The trouble is: you legitimize the assumptions about being a lesbian and not being a real woman by staying in the closet. And Ride was silent during the most epic and important years of both the AIDS crisis and the battle over marriage and the military. Those weren't any old years to be gay. They were the critical ones – when gay people were dying en masse, and when the possibility of civil rights and civil equality hung in the balance. In that struggle, she was sadly AWOL. Another:

After her career as an astronaut came to an end, her life's mission was to expand science education in our classrooms.  Now you of all people should appreciate that the regions of our country where science education is held in low regard are the very same places where homophobia reigns.  I'm sure Ms. Ride believed that if she "came out" publicly it would overshadow her ongoing efforts to increase opportunities for science education among our young people?

It's too bad we live in a nation where that would have been an issue, but do you really think she could have successfully pursued the goals laid out by her organization, Sally Ride Science, had she been openly gay?  Can you imagine the uproar in certain regions/school districts  had she been an out lesbian?  Do you think Sally Ride Science could have reached those most in need of their services and educational programs?

As a gay woman who has been out my whole life, I am so proud of what Sally Ride accomplished during her lifetime.  She knew she wanted to leave a legacy that included her life as a lesbian.  Her obituary made that very clear.  She wasn't a coward; she was a pragmatist, and I have nothing but respect for the way she conducted her life and the way she chose to reveal the love of her life upon her death.

One more:

I have to disagree with you in your assessment of Sally Ride's lesbianism.
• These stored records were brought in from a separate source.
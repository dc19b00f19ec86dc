//! Health endpoints
//!
//! `/health` and `/health/live` always answer 200; `/health/ready`
//! flips to 503 while the process drains during shutdown.

use actix_web::{web, HttpResponse};
use serde_json::json;

use crate::middleware::error_handler::ApiResult;
use crate::state::AppState;

/// GET /health
pub async fn health_check() -> ApiResult<HttpResponse> {
    Ok(HttpResponse::Ok().json(json!({ "status": "ok" })))
}

/// GET /health/live
pub async fn liveness_check() -> ApiResult<HttpResponse> {
    Ok(HttpResponse::Ok().json(json!({ "status": "ok" })))
}

/// GET /health/ready
pub async fn readiness_check(data: web::Data<AppState>) -> ApiResult<HttpResponse> {
    if data.is_ready() {
        Ok(HttpResponse::Ok().json(json!({ "status": "ok" })))
    } else {
        Ok(HttpResponse::ServiceUnavailable().json(json!({ "status": "draining" })))
    }
}

#[cfg(test)]
mod tests {
    use super::*;
    use actix_web::{test, App};

    #[actix_web::test]
    async fn test_health_check() {
        let app = test::init_service(
            App::new().route("/health", web::get().to(health_check)),
        )
        .await;

        let req = test::TestRequest::get().uri("/health").to_request();
        let resp = test::call_service(&app, req).await;
        assert!(resp.status().is_success());

        let body: serde_json::Value = test::read_body_json(resp).await;
        assert_eq!(body["status"], "ok");
    }

    #[actix_web::test]
    async fn test_liveness_check() {
        let app = test::init_service(
            App::new().route("/health/live", web::get().to(liveness_check)),
        )
        .await;

        let req = test::TestRequest::get().uri("/health/live").to_request();
        let resp = test::call_service(&app, req).await;
        assert!(resp.status().is_success());
    }
}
I was born two years after her historic flight, and my parents, being educated and progressive, held her up as an example of what I could do, regardless of my gender. And I ate it up. Every report on role models in elementary school, every five-page research paper on major 20th century events in middle school, and every integrated science/English paper I wrote in high school were about Dr. Ride, her accomplishments and her contributions to society. I even kept trying in physics, no matter how many Cs (and lower) I got on tests, in the hopes of one day becoming an astronaut.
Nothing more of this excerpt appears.